Hypoxic preconditioning improves the survival and pro-angiogenic capacity of transplanted human umbilical cord mesenchymal stem cells via HIF-1α signaling in a rat model of bronchopulmonary dysplasia

  • Biochem Biophys Res Commun. 2022 May 21;605:111-118. doi: 10.1016/j.bbrc.2022.03.044.
Chang Hao 1 Jingyi You 1 Huijun Qiu 1 Ou Zhou 1 Jiang Liu 1 Wenjing Zou 1 Ke Yang 2 Zhou Fu 3 Lin Zou 4
Affiliations

Affiliations

  • 1 Pediatric Research Institute, Ministry of Education Key Laboratory of Child Development and Disorders, National Clinical Research Center for Child Health and Disorders, China International Science and Technology Cooperation Base of Child Development and Critical Disorders, Chongqing Engineering Research Center of Stem Cell Therapy, Children's Hospital of Chongqing Medical University, Chongqing, 400014, China; Department of Respiratory Medicine, Children's Hospital of Chongqing Medical University, Chongqing, 400014, China.
  • 2 Pediatric Research Institute, Ministry of Education Key Laboratory of Child Development and Disorders, National Clinical Research Center for Child Health and Disorders, China International Science and Technology Cooperation Base of Child Development and Critical Disorders, Chongqing Engineering Research Center of Stem Cell Therapy, Children's Hospital of Chongqing Medical University, Chongqing, 400014, China.
  • 3 Pediatric Research Institute, Ministry of Education Key Laboratory of Child Development and Disorders, National Clinical Research Center for Child Health and Disorders, China International Science and Technology Cooperation Base of Child Development and Critical Disorders, Chongqing Engineering Research Center of Stem Cell Therapy, Children's Hospital of Chongqing Medical University, Chongqing, 400014, China; Department of Respiratory Medicine, Children's Hospital of Chongqing Medical University, Chongqing, 400014, China.

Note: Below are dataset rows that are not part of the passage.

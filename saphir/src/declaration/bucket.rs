//! Name-keyed, insertion-ordered storage for one declaration kind
//!
//! Lookups go through an index map; iteration follows insertion order so
//! generated code is deterministic.

use super::Declaration;
use rustc_hash::FxHashMap;

#[derive(Debug, Clone)]
pub struct DeclarationBucket<D> {
    declarations: Vec<D>,
    names: FxHashMap<String, usize>,
}

impl<D> Default for DeclarationBucket<D> {
    fn default() -> Self {
        Self {
            declarations: Vec::new(),
            names: FxHashMap::default(),
        }
    }
}

impl<D: Declaration> DeclarationBucket<D> {
    pub fn new() -> Self {
        Self::default()
    }

    /// Append a declaration
    ///
    /// Returns false and leaves the bucket untouched if the name is taken.
    pub fn insert(&mut self, declaration: D) -> bool {
        if self.names.contains_key(declaration.name()) {
            return false;
        }

        let index = self.declarations.len();
        self.names.insert(declaration.name().to_string(), index);
        self.declarations.push(declaration);

        true
    }

    pub fn contains(&self, name: &str) -> bool {
        self.names.contains_key(name)
    }

    /// Get declaration by name
    pub fn get(&self, name: &str) -> Option<&D> {
        let index = self.names.get(name)?;
        self.declarations.get(*index)
    }

    /// Get insertion index from name
    pub fn index_of(&self, name: &str) -> Option<usize> {
        self.names.get(name).copied()
    }

    pub fn len(&self) -> usize {
        self.declarations.len()
    }

    pub fn is_empty(&self) -> bool {
        self.declarations.is_empty()
    }

    pub fn iter(&self) -> std::slice::Iter<'_, D> {
        self.declarations.iter()
    }

    pub fn names(&self) -> impl Iterator<Item = &str> {
        self.declarations.iter().map(|declaration| declaration.name())
    }

    pub fn as_slice(&self) -> &[D] {
        &self.declarations
    }

    /// Sum of the declarations' byte estimates
    pub fn bytes(&self) -> u32 {
        self.declarations.iter().map(|declaration| declaration.bytes()).sum()
    }

    /// Render the bucket as a labelled section
    ///
    /// Empty buckets render `/* No <label> */`.
    pub fn generate(&self, code: &mut String, label: &str) {
        if self.declarations.is_empty() {
            code.push_str(&format!("/* No {} */\n\n", label));
            return;
        }

        code.push_str(&format!("/* {} */\n", label));
        for declaration in &self.declarations {
            code.push_str(&declaration.source_code());
        }
        code.push('\n');
    }
}

impl<'a, D> IntoIterator for &'a DeclarationBucket<D> {
    type Item = &'a D;
    type IntoIter = std::slice::Iter<'a, D>;

    fn into_iter(self) -> Self::IntoIter {
        self.declarations.iter()
    }
}

#[cfg(test)]
#[path = "bucket_tests.rs"]
mod tests;
use super::{Declaration, DeclarationKind};
use crate::code::{CodeGenerator, InstructionBuffer};
use crate::keys::VariableType;

/// Direction qualifier of a function parameter
#[derive(Debug, Clone, Copy, PartialEq, Eq)]
pub enum ParameterQualifier {
    In,
    Out,
    InOut,
}

impl ParameterQualifier {
    pub fn to_str(self) -> &'static str {
        match self {
            ParameterQualifier::In => "in",
            ParameterQualifier::Out => "out",
            ParameterQualifier::InOut => "inout",
        }
    }
}

/// Function parameter
#[derive(Debug, Clone, PartialEq, Eq)]
pub struct Parameter {
    pub qualifier: Option<ParameterQualifier>,
    pub variable_type: VariableType,
    pub name: String,
}

impl Parameter {
    pub fn new(variable_type: VariableType, name: impl Into<String>) -> Self {
        Self {
            qualifier: None,
            variable_type,
            name: name.into(),
        }
    }

    pub fn with_qualifier(mut self, qualifier: ParameterQualifier) -> Self {
        self.qualifier = Some(qualifier);
        self
    }

    fn source_code(&self) -> String {
        match self.qualifier {
            Some(qualifier) => {
                format!("{} {} {}", qualifier.to_str(), self.variable_type, self.name)
            }
            None => format!("{} {}", self.variable_type, self.name),
        }
    }
}

/// GLSL function with its own instruction buffer
///
/// The body is built with the `CodeGenerator` methods before the function
/// is declared on a shader.
///
/// # Example
///
/// ```no_run
/// use saphir::{CodeGenerator, Function, Parameter, VariableType};
///
/// let mut function = Function::new(VariableType::Float, "luminance")
///     .with_parameter(Parameter::new(VariableType::FloatVector3, "color"));
/// function.add_instruction("return dot(color, vec3(0.2126, 0.7152, 0.0722));");
/// ```
#[derive(Debug, Clone, PartialEq, Eq)]
pub struct Function {
    return_type: VariableType,
    name: String,
    parameters: Vec<Parameter>,
    instructions: InstructionBuffer,
}

impl Function {
    pub fn new(return_type: VariableType, name: impl Into<String>) -> Self {
        Self {
            return_type,
            name: name.into(),
            parameters: Vec::new(),
            instructions: InstructionBuffer::default(),
        }
    }

    pub fn with_parameter(mut self, parameter: Parameter) -> Self {
        self.parameters.push(parameter);
        self
    }

    pub fn return_type(&self) -> &VariableType {
        &self.return_type
    }

    pub fn parameters(&self) -> &[Parameter] {
        &self.parameters
    }
}

impl CodeGenerator for Function {
    fn instructions(&self) -> &InstructionBuffer {
        &self.instructions
    }

    fn instructions_mut(&mut self) -> &mut InstructionBuffer {
        &mut self.instructions
    }
}

impl Declaration for Function {
    const KIND: DeclarationKind = DeclarationKind::Function;

    fn name(&self) -> &str {
        &self.name
    }

    fn is_valid(&self) -> bool {
        !self.name.is_empty()
            && self
                .parameters
                .iter()
                .all(|p| !p.name.is_empty() && p.variable_type != VariableType::Void)
    }

    fn source_code(&self) -> String {
        let parameters = self
            .parameters
            .iter()
            .map(Parameter::source_code)
            .collect::<Vec<_>>()
            .join(", ");
        format!(
            "{} {} ({})\n{{\n{}}}\n",
            self.return_type,
            self.name,
            parameters,
            self.instructions.assemble(&[], &[])
        )
    }
}
/*!
# Saphir

GLSL shader source generator.

Saphir assembles the GLSL text of every pipeline stage from declarative
fragments, wires the outputs of one stage to the inputs of the next, and
synthesizes derived vertex variables (transformed positions, tangent space
matrices, texture coordinates) on request from material code.

## Architecture

- **Declarations**: immutable GLSL declarations (blocks, samplers, stage
  inputs and outputs, primitives, functions), deduplicated by name
- **Shader**: `Shader<S>` per stage, declarations + instructions + generated
  text and its hash; which declarations a stage accepts is checked at
  compile time
- **StageWiringContext**: outputs of a generated shader, turned into the
  inputs of the next stage
- **ShaderGenerator**: builder bound to one shader, resolves synthesis
  requests and their prerequisites, commits the text atomically
- **Program**: the shaders of one pipeline, wired in pipeline order, with
  fallback vertex and fragment shaders

The produced text is handed to the graphics backend as is; Saphir does not
parse or compile GLSL.
*/

// Internal modules
mod error;
mod saphir;

pub mod code;
pub mod declaration;
pub mod generator;
pub mod keys;
pub mod log;
pub mod program;
pub mod shader;

// Error types
pub use crate::error::{Error, Result};

// Logging facade
pub use crate::saphir::Saphir;

// Instruction lists
pub use crate::code::{CodeGenerator, InstructionBuffer};

// Declarations
pub use crate::declaration::{
    ArraySize, Declaration, DeclarationBucket, DeclarationKind, DeclarationKinds, Function,
    InputAttribute, InputBlock, InputPrimitive, Member, OutputBlock, OutputFragment,
    OutputPrimitive, Parameter, ParameterQualifier, PushConstantBlock, Sampler,
    ShaderStorageBlock, SpecializationConstant, StageInput, StageOutput, Structure, TexelBuffer,
    UniformBlock,
};

// GLSL vocabulary
pub use crate::keys::{
    ExtensionBehavior, InputPrimitiveType, Interpolation, MemoryLayout, OutputPrimitiveType,
    ShaderVariable, VariableType, VertexAttributeType,
};

// Shaders
pub use crate::shader::{
    Accepts, ComputeShader, ComputeStage, Declared, FragmentShader, FragmentStage,
    GeometryShader, GeometryStage, Shader, ShaderSource, ShaderStage, Stage, StageWiringContext,
    TesselationControlShader, TesselationControlStage, TesselationEvaluationShader,
    TesselationEvaluationStage, VertexShader, VertexStage,
};

// Generator
pub use crate::generator::{
    GeneratorConfig, ModelMatrixType, RenderPassType, SetIndexes, ShaderGenerator,
    VariableScope,
};

// Programs
pub use crate::program::Program;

Electronic address: fu_zhou79@126.com.
  • 4 Pediatric Research Institute, Ministry of Education Key Laboratory of Child Development and Disorders, National Clinical Research Center for Child Health and Disorders, China International Science and Technology Cooperation Base of Child Development and Critical Disorders, Chongqing Engineering Research Center of Stem Cell Therapy, Children's Hospital of Chongqing Medical University, Chongqing, 400014, China; Department of Clinical Molecular Medicine, Children's Hospital of Chongqing Medical University, Chongqing, 400014, China; Clinical Research Unit, Children's Hospital, Shanghai Jiaotong University School of Medicine, Shanghai, 200062, China; Institute of Pediatric Infection, Immunity, and Critical Care Medicine, Shanghai Jiao Tong University School of Medicine, Shanghai, 200062, China. Electronic address: zoulin74@126.com.
Abstract

Bronchopulmonary dysplasia (BPD) is a serious chronic respiratory disease that predominates in the neonatal period. Currently, efficacious and effective specific treatments are lacking. Mesenchymal stem cells (MSCs) transplantation has emerged as a promising option for treating BPD. However, the lower cell survival rate limits its therapeutic efficacy. Hypoxic preconditioning is a direct and effective strategy for promoting MSCs survival, proliferation, and paracrine secretion in the recipient after transplantation, which is greatly important to tissue engineering. We investigated whether hypoxia-pretreated MSCs (HPMSCs) confer superior benefit in an experimental BPD rat model. Neonatal Sprague-Dawley rats were exposed to 80-85% O2 for 14 days. Before tracheal transplantation, the MSCs were pretreated for 48 h with deferoxamine, a chemical hypoxia-mimicking agent. In vitro, the HPMSCs reduced the Apoptosis rare, Caspase-3 expression, and Reactive Oxygen Species (ROS) generation and promoted proliferation, hypoxia inducible factor-1α (HIF-1α) expression, VEGF secretion, and human umbilical vein endothelial cell tube formation (p < 0.05). In vivo, the HPMSCs restored alveolar structure and lung function, ameliorated pulmonary hypertension, increased vessel density in the BPD rat model (p < 0.05). This work demonstrates for the first time that HPMSCs could have a markedly improved therapeutic effect in BPD, presenting a new potential strategy for the clinical implementation of stem cell biotechnology.

Keywords

Bronchopulmonary dysplasia; Hypoxic preconditioning; Umbilical cord mesenchymal stem cells.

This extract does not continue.